Given entries:
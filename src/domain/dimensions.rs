//! Preview dimensions

use serde::Serialize;

/// Default preview width when the document declares none
pub const DEFAULT_WIDTH: &str = "100%";

/// Default preview height when the document declares none
pub const DEFAULT_HEIGHT: &str = "300px";

/// CSS lengths a bundle should be previewed at
#[derive(Debug, Clone, PartialEq, Eq, Serialize)]
pub struct RenderDimensions {
    pub width: String,
    pub height: String,
}

impl Default for RenderDimensions {
    fn default() -> Self {
        Self {
            width: DEFAULT_WIDTH.to_string(),
            height: DEFAULT_HEIGHT.to_string(),
        }
    }
}
//! Output of the external conversion tool
//!
//! The tool prints one JSON document on stdout:
//!
//! ```text
//! { "success": bool, "error"?: string,
//!   "results": { "<source>": { "success": bool, "error"?: string, "html": string,
//!                              "css"?: string, "images"?: { "<name>": "<base64>" } } } }
//! ```
//!
//! Item order follows the order of keys in the document.

use std::collections::BTreeMap;

use serde::Deserialize;
use serde_json::Value;

use crate::error::{Result, convert};

/// Source name used for legacy single-output documents without `results`
pub const LEGACY_SOURCE_NAME: &str = "output.psd";

/// One converted source file as reported by the tool
#[derive(Debug, Clone, Default, PartialEq, Deserialize)]
pub struct ConversionItem {
    #[serde(default = "default_item_success")]
    pub success: bool,
    #[serde(default)]
    pub error: Option<String>,
    #[serde(default)]
    pub html: Option<String>,
    #[serde(default)]
    pub css: Option<String>,
    #[serde(default)]
    pub images: BTreeMap<String, String>,
}

fn default_item_success() -> bool {
    true
}

/// An item as found in the tool output: parsed, or the reason it could not be
#[derive(Debug, Clone, PartialEq)]
pub enum ItemEntry {
    Parsed(ConversionItem),
    Malformed(String),
}

/// Whole-invocation result, immutable once parsed
#[derive(Debug, Clone, PartialEq)]
pub struct ConversionResult {
    pub success: bool,
    pub error: Option<String>,
    pub items: Vec<(String, ItemEntry)>,
}

impl ConversionResult {
    /// Parse the tool's stdout
    pub fn from_json(stdout: &str) -> Result<Self> {
        let value: Value =
            serde_json::from_str(stdout.trim()).map_err(|_| convert::invalid_output(stdout))?;
        let Value::Object(root) = value else {
            return Err(convert::invalid_output(stdout));
        };

        let success = root.get("success").and_then(Value::as_bool).unwrap_or(false);
        let error = root
            .get("error")
            .and_then(Value::as_str)
            .map(ToString::to_string);

        let items = match root.get("results") {
            Some(Value::Object(results)) => results
                .iter()
                .map(|(name, raw)| (name.clone(), parse_item(raw)))
                .collect(),
            Some(_) => return Err(convert::invalid_output(stdout)),
            None if root.contains_key("html") => {
                vec![(
                    LEGACY_SOURCE_NAME.to_string(),
                    parse_item(&Value::Object(root.clone())),
                )]
            }
            None => Vec::new(),
        };

        Ok(Self {
            success,
            error,
            items,
        })
    }

    /// Build a successful result from already-typed items
    #[cfg(test)]
    pub fn from_items(items: impl IntoIterator<Item = (String, ConversionItem)>) -> Self {
        Self {
            success: true,
            error: None,
            items: items
                .into_iter()
                .map(|(name, item)| (name, ItemEntry::Parsed(item)))
                .collect(),
        }
    }
}

fn parse_item(raw: &Value) -> ItemEntry {
    match serde_json::from_value::<ConversionItem>(raw.clone()) {
        Ok(item) => ItemEntry::Parsed(item),
        Err(e) => ItemEntry::Malformed(format!("Malformed result entry: {e}")),
    }
}
use super::*;

#[test]
fn test_failure_message_prefers_stderr() {
    assert_eq!(
        failure_message("boom", r#"{"error":"other"}"#).as_deref(),
        Some("boom")
    );
    assert_eq!(
        failure_message("", r#"{"success":false,"error":"Input file must be a ZIP file"}"#)
            .as_deref(),
        Some("Input file must be a ZIP file")
    );
    assert_eq!(failure_message("", "garbage"), None);
}

#[cfg(unix)]
mod process {
    use std::fs;
    use std::time::Duration;

    use tempfile::TempDir;

    use super::*;
    use crate::error::AdBundleError;

    fn script(dir: &TempDir, body: &str) -> Converter {
        let path = dir.path().join("convert.sh");
        fs::write(&path, body).unwrap();
        Converter::new(
            "sh",
            vec![path.to_string_lossy().into_owned()],
            Duration::from_secs(10),
        )
    }

    #[tokio::test]
    async fn test_run_parses_stdout() {
        let dir = TempDir::new().unwrap();
        let converter = script(
            &dir,
            r#"echo '{"success":true,"results":{"a.psd":{"success":true,"html":"<p>a</p>"}}}'"#,
        );
        let result = converter.run(Path::new("upload.zip")).await.unwrap();
        assert!(result.success);
        assert_eq!(result.items.len(), 1);
    }

    #[tokio::test]
    async fn test_archive_path_is_last_argument() {
        let dir = TempDir::new().unwrap();
        let converter = script(
            &dir,
            r#"printf '{"success":true,"html":"%s"}' "$1""#,
        );
        let result = converter.run(Path::new("designs.zip")).await.unwrap();
        let crate::domain::conversion::ItemEntry::Parsed(item) = &result.items[0].1 else {
            panic!("legacy item should parse");
        };
        assert_eq!(item.html.as_deref(), Some("designs.zip"));
    }

    #[tokio::test]
    async fn test_nonzero_exit_carries_stderr() {
        let dir = TempDir::new().unwrap();
        let converter = script(&dir, "echo 'psd-tools missing' >&2\nexit 3");
        let err = converter.run(Path::new("x.zip")).await.unwrap_err();
        assert!(matches!(err, AdBundleError::ToolFailed { .. }));
        assert_eq!(err.to_string(), "psd-tools missing");
    }

    #[tokio::test]
    async fn test_nonzero_exit_without_output_reports_status() {
        let dir = TempDir::new().unwrap();
        let converter = script(&dir, "exit 2");
        let err = converter.run(Path::new("x.zip")).await.unwrap_err();
        assert!(err.to_string().starts_with("Converter exited with"));
    }

    #[tokio::test]
    async fn test_unparsable_stdout() {
        let dir = TempDir::new().unwrap();
        let converter = script(&dir, "echo not json");
        let err = converter.run(Path::new("x.zip")).await.unwrap_err();
        assert_eq!(err.to_string(), "Invalid JSON output: not json\n");
    }

    #[tokio::test]
    async fn test_timeout() {
        let dir = TempDir::new().unwrap();
        let path = dir.path().join("slow.sh");
        fs::write(&path, "sleep 5").unwrap();
        let converter = Converter::new(
            "sh",
            vec![path.to_string_lossy().into_owned()],
            Duration::from_millis(200),
        );
        let err = converter.run(Path::new("x.zip")).await.unwrap_err();
        assert!(matches!(err, AdBundleError::ToolTimedOut { .. }));
    }

    #[tokio::test]
    async fn test_missing_program() {
        let converter = Converter::new(
            "adbundle-no-such-program",
            Vec::new(),
            Duration::from_secs(1),
        );
        let err = converter.run(Path::new("x.zip")).await.unwrap_err();
        assert!(matches!(err, AdBundleError::ToolLaunchFailed { .. }));
    }
}
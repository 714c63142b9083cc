//! Rewriter tests covering both addressing modes

use std::collections::BTreeMap;

use chrono::Utc;

use super::*;
use crate::domain::{Bundle, ImagePayload};

const PAGE: &str = r#"<!DOCTYPE html>
<html lang="en">
<head>
<meta name="ad.size" content="width=300,height=250" />
<link rel="stylesheet" href="https://digital.mediaferry.com/animation.css">
<link rel="stylesheet" href="./css/style.css" />
</head>
<body>
<div class="container" id="sd_bgcolor_Main-Background">
<img src="images/logo.png" alt="logo" id="sd_img_Logo"/>
<img src='./images/hero.jpg' alt="hero">
<img src="https://cdn.example.com/remote.png">
</div>
</body>
</html>
"#;

fn bundle(css: &str, images: &[(&str, &[u8])]) -> Bundle {
    Bundle {
        id: "s1_banner1.html".to_string(),
        session_id: "s1".to_string(),
        html: PAGE.to_string(),
        css: css.to_string(),
        images: images
            .iter()
            .map(|(name, bytes)| (name.to_string(), ImagePayload::from_bytes(bytes)))
            .collect(),
        created_at: Utc::now(),
    }
}

#[test]
fn test_asset_url_encodes_whole_path() {
    assert_eq!(
        asset_url("Business_Dental_160x600", "css/style.css"),
        "/asset/Business_Dental_160x600%2Fcss%2Fstyle.css"
    );
    assert_eq!(asset_url("dir\\sub\\", "images/a b.png"), "/asset/dir%2Fsub%2Fimages%2Fa%20b.png");
}

#[test]
fn test_server_mode_rewrites_stylesheet_and_images() {
    let b = bundle("body{}", &[("logo.png", b"png"), ("hero.jpg", b"jpg")]);
    let rewrite = rewrite_bundle_for_server(&b);

    assert!(rewrite.diagnostics.is_empty(), "{:?}", rewrite.diagnostics);
    assert!(rewrite.html.contains(r#"href="/asset/s1_banner1.html%2Fcss%2Fstyle.css""#));
    assert!(rewrite.html.contains(r#"src="/asset/s1_banner1.html%2Fimages%2Flogo.png""#));
    assert!(rewrite.html.contains(r#"src="/asset/s1_banner1.html%2Fimages%2Fhero.jpg""#));
    assert!(rewrite.html.contains("https://digital.mediaferry.com/animation.css"));
    assert!(rewrite.html.contains("https://cdn.example.com/remote.png"));
    assert!(rewrite.html.starts_with("<!DOCTYPE html>"));
}

#[test]
fn test_server_mode_is_idempotent() {
    let b = bundle("body{}", &[("logo.png", b"png"), ("hero.jpg", b"jpg")]);
    let once = rewrite_for_server(&b.html, &b.id, &b);
    let twice = rewrite_for_server(&once.html, &b.id, &b);
    assert_eq!(once.html, twice.html);
    assert!(twice.diagnostics.is_empty());
}

#[test]
fn test_server_mode_missing_payload_left_unmodified() {
    let b = bundle("", &[("logo.png", b"png")]);
    let rewrite = rewrite_bundle_for_server(&b);

    assert!(rewrite.html.contains(r#"src="./images/hero.jpg""#));
    assert!(rewrite.html.contains(r#"href="./css/style.css""#));
    assert_eq!(
        rewrite.diagnostics,
        vec![
            RewriteDiagnostic::MissingStylesheet {
                reference: "./css/style.css".to_string()
            },
            RewriteDiagnostic::MissingImage {
                reference: "./images/hero.jpg".to_string()
            },
        ]
    );
}

#[test]
fn test_inline_mode_embeds_css_and_images() {
    let b = bundle(".container{width:300px}", &[("logo.png", b"\x89PNG"), ("hero.jpg", b"\xff\xd8")]);
    let rewrite = inline_bundle(&b);

    assert!(rewrite.diagnostics.is_empty(), "{:?}", rewrite.diagnostics);
    assert!(rewrite.html.contains("<style>.container{width:300px}</style>"));
    assert!(!rewrite.html.contains("css/style.css"));
    assert!(rewrite.html.contains(r#"src="data:image/png;base64,iVBORw==""#));
    assert!(rewrite.html.contains(r#"src="data:image/jpeg;base64,/9g=""#));
    assert!(rewrite.html.contains("https://digital.mediaferry.com/animation.css"));
}

#[test]
fn test_inline_mode_is_idempotent() {
    let b = bundle("p{}", &[("logo.png", b"x"), ("hero.jpg", b"y")]);
    let once = inline_assets(&b.html, &b.css, &b.images);
    let twice = inline_assets(&once.html, &b.css, &b.images);
    assert_eq!(once.html, twice.html);
}

#[test]
fn test_inline_mode_missing_and_broken_payloads() {
    let mut images = BTreeMap::new();
    images.insert("logo.png".to_string(), ImagePayload::from_base64("%%%"));
    let rewrite = inline_assets(PAGE, "", &images);

    assert!(rewrite.html.contains(r#"src="images/logo.png""#));
    assert!(rewrite.html.contains(r#"href="./css/style.css""#));
    assert_eq!(rewrite.diagnostics.len(), 3);
    assert!(matches!(
        rewrite.diagnostics[0],
        RewriteDiagnostic::MissingStylesheet { .. }
    ));
    assert!(matches!(
        rewrite.diagnostics[1],
        RewriteDiagnostic::UndecodableImage { .. }
    ));
    assert!(matches!(
        rewrite.diagnostics[2],
        RewriteDiagnostic::MissingImage { .. }
    ));
}

#[test]
fn test_attribute_order_and_quoting_do_not_matter() {
    let html = r#"<link href='css/style.css' rel=stylesheet><img alt=x src=images/logo.png>"#;
    let b = bundle("a{}", &[("logo.png", b"1")]);
    let rewrite = rewrite_for_server(html, "dir", &b);
    assert!(rewrite.html.contains(r#"href="/asset/dir%2Fcss%2Fstyle.css""#));
    assert!(rewrite.html.contains(r#"src="/asset/dir%2Fimages%2Flogo.png""#));
}

#[test]
fn test_inline_mode_keeps_closing_style_tag_inside_stylesheet() {
    let css = "a{content:\"</STYLE><script>alert(1)</script>\"}";
    let rewrite = inline_assets(PAGE, css, &BTreeMap::new());
    assert!(rewrite.html.contains(r#"<\/STYLE><script>alert(1)</script>"#));

    let reparsed = dom::parse(&rewrite.html);
    assert_eq!(dom::select_all(&reparsed, "style").len(), 1);
    assert!(dom::select_all(&reparsed, "script").is_empty());
}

Work item: Find how many lines above include "reference", then write only that count.

Exercise output: 2